Ce samedi, le magasin de la rue de la République à Avignon fonctionnera en "mode dégradé" avec plus de 70% des salariés absents. Le syndicat majoritaire CFTC dénonce des conditions de travail alarmantes, notamment la baisse récente du salaire de base des employés sous le seuil minimum conventionnel, une première dans l'histoire de l'entreprise.
Avec le slogan "Le 2 mai, je reste chez moi!", la CFTC a lancé un appel à la mobilisation auprès de tous les employés de la Fnac. Suite à des négociations annuelles obligatoires (NAO) jugées insatisfaisantes, les syndicats ont pris la décision peu fréquente de déclencher une grève.

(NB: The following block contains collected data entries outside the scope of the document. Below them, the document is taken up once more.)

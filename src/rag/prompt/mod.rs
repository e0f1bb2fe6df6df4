
use std::sync::LazyLock;

use fancy_regex::Regex;

pub const DEFAULT_MAX_CONTEXT_CHARS: usize = 3000;

pub const DEFAULT_INSTRUCTIONS: &str = "You are a helpful assistant. Answer concisely and only using the provided context. \
If the answer is not present in the context, say: 'I don't know based on the provided documents.' \
When you include information from the context, provide short citations in the form [source_name].";

static EXCESS_NEWLINES: LazyLock<Regex> =
    LazyLock::new(|| Regex::new(r"\n{3,}").expect("valid regex"));

/// Normalize line endings, cap blank runs at one empty line and trim
#[inline]
pub fn sanitize(text: &str) -> String {
    let unified = text.replace("\r\n", "\n").replace('\r', "\n");
    let collapsed = EXCESS_NEWLINES
        .try_replacen(&unified, 0, "\n\n")
        .map_or_else(|_| unified.clone(), |c| c.into_owned());
    collapsed.trim().to_string()
}

/// Keep the last `max_chars` characters of `text`
///
/// When the first line break of the kept tail falls inside its first tenth,
/// everything up to and including that break is dropped so the context does
/// not open mid-paragraph.
#[inline]
pub fn tail_truncate(text: &str, max_chars: usize) -> String {
    let total = text.chars().count();
    if total <= max_chars {
        return text.to_string();
    }

    let tail: String = text.chars().skip(total - max_chars).collect();
    match tail.chars().position(|c| c == '\n') {
        Some(pos) if pos > 0 && pos < max_chars / 10 => tail.chars().skip(pos + 1).collect(),
        _ => tail,
    }
}

/// Assemble the full prompt sent for a context-grounded answer
#[inline]
pub fn build_prompt(
    question: &str,
    context: &str,
    instructions: Option<&str>,
    max_context_chars: usize,
) -> String {
    let instructions = instructions
        .filter(|i| !i.trim().is_empty())
        .unwrap_or(DEFAULT_INSTRUCTIONS);
    let question = sanitize(question);
    let context = tail_truncate(&sanitize(context), max_context_chars);

    format!(
        "System instructions:
{instructions}

Context (only use the information below to answer). If context is empty, say you don't know.
--- CONTEXT START ---
{context}
--- CONTEXT END ---


User question:
{question}

Answer (be concise). If you must add assumptions, label them clearly with \"Assumption:\".
"
    )
}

Les raisons de cette contestation sont claires : la direction propose de compenser la baisse salariale par une augmentation de la part variable des employés, mais cela ne suffit pas à apaiser le mécontentement, comme l'indiquent plusieurs témoignages recueillis par France Bleu. Les employés estiment que leur travail mérite une reconnaissance juste, et cette situation pourrait créer un climat de tension au sein de l'équipe.

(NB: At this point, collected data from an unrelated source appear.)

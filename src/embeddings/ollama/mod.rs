
use anyhow::{Context, Result};
use async_trait::async_trait;
use serde::{Deserialize, Serialize};
use std::time::Duration;
use tracing::{debug, error, info, warn};
use url::Url;

use crate::DocsError;
use crate::config::OllamaConfig;
use crate::embeddings::Embedder;

pub const DEFAULT_EMBEDDING_DIMENSION: u32 = 768;
const DEFAULT_RETRY_ATTEMPTS: u32 = 3;
const EXPONENTIAL_BACKOFF_BASE: u64 = 2;

/// Ollama embedding client
#[derive(Debug, Clone)]
pub struct OllamaClient {
    base_url: Url,
    model: String,
    batch_size: u32,
    agent: ureq::Agent,
    retry_attempts: u32,
}

#[derive(Debug, Serialize)]
struct EmbedRequest<'a> {
    model: &'a str,
    input: &'a str,
}

#[derive(Debug, Serialize)]
struct BatchEmbedRequest<'a> {
    model: &'a str,
    input: &'a [String],
}

#[derive(Debug, Deserialize)]
struct EmbedResponse {
    embeddings: Vec<Vec<f32>>,
}

#[derive(Debug, Deserialize)]
pub struct ModelInfo {
    pub name: String,
    pub size: Option<u64>,
    pub digest: Option<String>,
    pub details: Option<ModelDetails>,
}

#[derive(Debug, Deserialize)]
pub struct ModelDetails {
    pub format: Option<String>,
    pub family: Option<String>,
    pub families: Option<Vec<String>>,
    pub parameter_size: Option<String>,
    pub quantization_level: Option<String>,
}

#[derive(Debug, Deserialize)]
struct ModelsResponse {
    models: Vec<ModelInfo>,
}

impl OllamaClient {
    #[inline]
    pub fn new(config: &OllamaConfig) -> Result<Self> {
        let base_url = config
            .ollama_url()
            .context("Failed to generate Ollama URL from config")?;

        let agent = ureq::Agent::config_builder()
            .timeout_global(Some(config.timeout()))
            .build()
            .into();

        Ok(Self {
            base_url,
            model: config.model.clone(),
            batch_size: config.batch_size,
            agent,
            retry_attempts: DEFAULT_RETRY_ATTEMPTS,
        })
    }

    #[inline]
    pub fn with_timeout(mut self, timeout: Duration) -> Self {
        self.agent = ureq::Agent::config_builder()
            .timeout_global(Some(timeout))
            .build()
            .into();
        self
    }

    #[inline]
    pub fn with_retry_attempts(mut self, attempts: u32) -> Self {
        self.retry_attempts = attempts.max(1);
        self
    }

    #[inline]
    pub fn model(&self) -> &str {
        &self.model
    }

    /// Test connection to Ollama server and verify model availability
    #[inline]
    pub fn health_check(&self) -> Result<()> {
        debug!("Performing health check for Ollama at {}", self.base_url);

        self.ping().context("Server ping failed")?;
        self.validate_model().context("Model validation failed")?;

        info!(
            "Health check passed for Ollama server at {} with model {}",
            self.base_url, self.model
        );
        Ok(())
    }

    /// Ping the Ollama server to check if it's responsive
    #[inline]
    pub fn ping(&self) -> Result<()> {
        let url = self
            .base_url
            .join("/api/tags")
            .context("Failed to build ping URL")?;

        debug!("Pinging Ollama server at {}", url);

        self.make_request_with_retry(|| {
            self.agent
                .get(url.as_str())
                .call()
                .and_then(|mut resp| resp.body_mut().read_to_string())
        })
        .context("Failed to ping Ollama server")?;

        debug!("Server ping successful");
        Ok(())
    }

    /// Validate that the configured model is available
    #[inline]
    pub fn validate_model(&self) -> Result<()> {
        debug!("Validating model: {}", self.model);

        let models = self.list_models().context("Failed to list models")?;

        if models.iter().any(|m| m.name == self.model) {
            debug!("Model {} is available", self.model);
            Ok(())
        } else {
            let available_models: Vec<&str> = models.iter().map(|m| m.name.as_str()).collect();
            warn!(
                "Model {} not found. Available models: {:?}",
                self.model, available_models
            );
            Err(anyhow::anyhow!(
                "Model '{}' is not available. Available models: {:?}",
                self.model,
                available_models
            ))
        }
    }

    /// List all available models
    #[inline]
    pub fn list_models(&self) -> Result<Vec<ModelInfo>> {
        let url = self
            .base_url
            .join("/api/tags")
            .context("Failed to build models URL")?;

        debug!("Fetching available models from {}", url);

        let response_text = self
            .make_request_with_retry(|| {
                self.agent
                    .get(url.as_str())
                    .call()
                    .and_then(|mut resp| resp.body_mut().read_to_string())
            })
            .context("Failed to fetch models")?;

        let models_response: ModelsResponse =
            serde_json::from_str(&response_text).context("Failed to parse models response")?;

        debug!("Found {} models", models_response.models.len());
        Ok(models_response.models)
    }

    /// Generate an embedding for a single text input
    #[inline]
    pub fn generate_embedding(&self, text: &str) -> Result<Vec<f32>> {
        debug!("Generating embedding for text (length: {})", text.len());

        let request = EmbedRequest {
            model: &self.model,
            input: text,
        };
        let request_json =
            serde_json::to_string(&request).context("Failed to serialize embedding request")?;

        let mut embeddings = self
            .post_embed(&request_json)
            .context("Failed to generate embedding")?;

        if embeddings.len() != 1 {
            return Err(anyhow::anyhow!(
                "Expected one embedding, server returned {}",
                embeddings.len()
            ));
        }
        let embedding = embeddings.remove(0);

        debug!("Generated embedding with {} dimensions", embedding.len());
        Ok(embedding)
    }

    /// Generate embeddings for multiple text inputs using batch processing
    #[inline]
    pub fn generate_embeddings_batch(&self, texts: &[String]) -> Result<Vec<Vec<f32>>> {
        if texts.is_empty() {
            return Ok(Vec::new());
        }

        debug!("Generating embeddings for {} texts", texts.len());

        let mut results = Vec::with_capacity(texts.len());

        // Process in batches to avoid overwhelming the server
        for chunk in texts.chunks(self.batch_size as usize) {
            let batch_results = self
                .generate_embeddings_single_batch(chunk)
                .with_context(|| format!("Failed to process batch of {} texts", chunk.len()))?;

            results.extend(batch_results);
        }

        debug!("Generated {} embeddings total", results.len());
        Ok(results)
    }

    fn generate_embeddings_single_batch(&self, texts: &[String]) -> Result<Vec<Vec<f32>>> {
        if let [text] = texts {
            return Ok(vec![self.generate_embedding(text)?]);
        }

        let request = BatchEmbedRequest {
            model: &self.model,
            input: texts,
        };
        let request_json = serde_json::to_string(&request)
            .context("Failed to serialize batch embedding request")?;

        let embeddings = self
            .post_embed(&request_json)
            .context("Failed to generate batch embeddings")?;

        if embeddings.len() != texts.len() {
            return Err(anyhow::anyhow!(
                "Mismatch between request and response counts: {} vs {}",
                texts.len(),
                embeddings.len()
            ));
        }

        Ok(embeddings)
    }

    fn post_embed(&self, request_json: &str) -> Result<Vec<Vec<f32>>> {
        let url = self
            .base_url
            .join("/api/embed")
            .context("Failed to build embedding URL")?;

        let response_text = self.make_request_with_retry(|| {
            self.agent
                .post(url.as_str())
                .header("Content-Type", "application/json")
                .send(request_json)
                .and_then(|mut resp| resp.body_mut().read_to_string())
        })?;

        let response: EmbedResponse =
            serde_json::from_str(&response_text).context("Failed to parse embedding response")?;

        Ok(response.embeddings)
    }

    fn make_request_with_retry<F>(&self, mut request_fn: F) -> Result<String>
    where
        F: FnMut() -> Result<String, ureq::Error>,
    {
        let mut last_error = None;

        for attempt in 1..=self.retry_attempts {
            debug!("HTTP request attempt {}/{}", attempt, self.retry_attempts);

            match request_fn() {
                Ok(response_text) => {
                    debug!("Request succeeded on attempt {}", attempt);
                    return Ok(response_text);
                }
                Err(error) => {
                    let should_retry = match &error {
                        ureq::Error::StatusCode(status) => {
                            if *status >= 500 {
                                warn!(
                                    "Server error (status {}), attempt {}/{}",
                                    status, attempt, self.retry_attempts
                                );
                                true
                            } else {
                                warn!("Client error (status {}), not retrying", status);
                                return Err(anyhow::anyhow!("Client error: HTTP {}", status));
                            }
                        }
                        ureq::Error::ConnectionFailed
                        | ureq::Error::HostNotFound
                        | ureq::Error::Timeout(_)
                        | ureq::Error::Io(_) => {
                            warn!(
                                "Transport error: {}, attempt {}/{}",
                                error, attempt, self.retry_attempts
                            );
                            true
                        }
                        _ => {
                            warn!("Non-retryable error: {}", error);
                            false
                        }
                    };

                    if !should_retry {
                        return Err(anyhow::anyhow!("Non-retryable error: {}", error));
                    }

                    last_error = Some(anyhow::anyhow!("Request error: {}", error));

                    if attempt < self.retry_attempts {
                        let delay_ms = EXPONENTIAL_BACKOFF_BASE.pow(attempt - 1) * 1000;
                        let delay = Duration::from_millis(delay_ms);
                        debug!("Waiting {:?} before retry", delay);
                        std::thread::sleep(delay);
                    }
                }
            }
        }

        error!("All retry attempts failed for request to {}", self.base_url);

        Err(last_error.unwrap_or_else(|| anyhow::anyhow!("Request failed after retries")))
    }
}

#[async_trait]
impl Embedder for OllamaClient {
    fn model_id(&self) -> &str {
        &self.model
    }

    async fn embed(&self, text: &str) -> crate::Result<Vec<f32>> {
        let client = self.clone();
        let text = text.to_string();
        tokio::task::spawn_blocking(move || client.generate_embedding(&text))
            .await
            .map_err(|e| DocsError::Embedding(format!("Embedding task failed: {e}")))?
            .map_err(|e| DocsError::Embedding(format!("{e:#}")))
    }

    async fn embed_many(&self, texts: &[String]) -> crate::Result<Vec<Vec<f32>>> {
        let client = self.clone();
        let texts = texts.to_vec();
        tokio::task::spawn_blocking(move || client.generate_embeddings_batch(&texts))
            .await
            .map_err(|e| DocsError::Embedding(format!("Embedding task failed: {e}")))?
            .map_err(|e| DocsError::Embedding(format!("{e:#}")))
    }
}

De nombreux experts en ressources humaines, comme ceux de Les Échos, affirment que de telles baisses de salaires pourraient nuire à la motivation et à l’engagement des salariés. "Dans le secteur de la vente, où le moral des employés influence directement la satisfaction client, ignorer leurs revendications pourrait avoir des conséquences néfastes", met en garde un consultant en management.

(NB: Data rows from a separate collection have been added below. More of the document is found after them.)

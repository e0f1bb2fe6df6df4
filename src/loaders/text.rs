use std::path::Path;

use pulldown_cmark::{Event, Parser, TagEnd};

use super::{DocumentLoader, decode_text, read_bytes};
use crate::Result;

pub struct PlainTextLoader;

impl DocumentLoader for PlainTextLoader {
    fn extensions(&self) -> &'static [&'static str] {
        &["txt"]
    }

    fn load(&self, path: &Path) -> Result<String> {
        Ok(decode_text(read_bytes(path)?))
    }
}

/// Keeps the readable text of a Markdown file, dropping markup
pub struct MarkdownLoader;

impl DocumentLoader for MarkdownLoader {
    fn extensions(&self) -> &'static [&'static str] {
        &["md", "markdown"]
    }

    fn load(&self, path: &Path) -> Result<String> {
        let source = decode_text(read_bytes(path)?);
        Ok(markdown_to_text(&source))
    }
}

pub(crate) fn markdown_to_text(markdown: &str) -> String {
    let mut out = String::with_capacity(markdown.len());

    for event in Parser::new(markdown) {
        match event {
            Event::Text(text) | Event::Code(text) => out.push_str(&text),
            Event::SoftBreak | Event::HardBreak => out.push('\n'),
            Event::End(
                TagEnd::Paragraph
                | TagEnd::Heading(_)
                | TagEnd::Item
                | TagEnd::CodeBlock
                | TagEnd::BlockQuote(_)
                | TagEnd::TableRow
                | TagEnd::TableHead,
            ) => {
                if !out.ends_with('\n') {
                    out.push('\n');
                }
            }
            Event::End(TagEnd::TableCell) => out.push(' '),
            _ => {}
        }
    }

    out.trim().to_string()
}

Alors que les ajustements de salaire sont en discussion, la situation à Avignon attire l’attention des autres succursales de la Fnac. Le mouvement pourrait représenter une tendance plus large dans le secteur, où les conditions de travail sont mises à rude épreuve. Les employés espèrent que leur mobilisation fera évoluer la manière dont la direction envisage le dialogue social.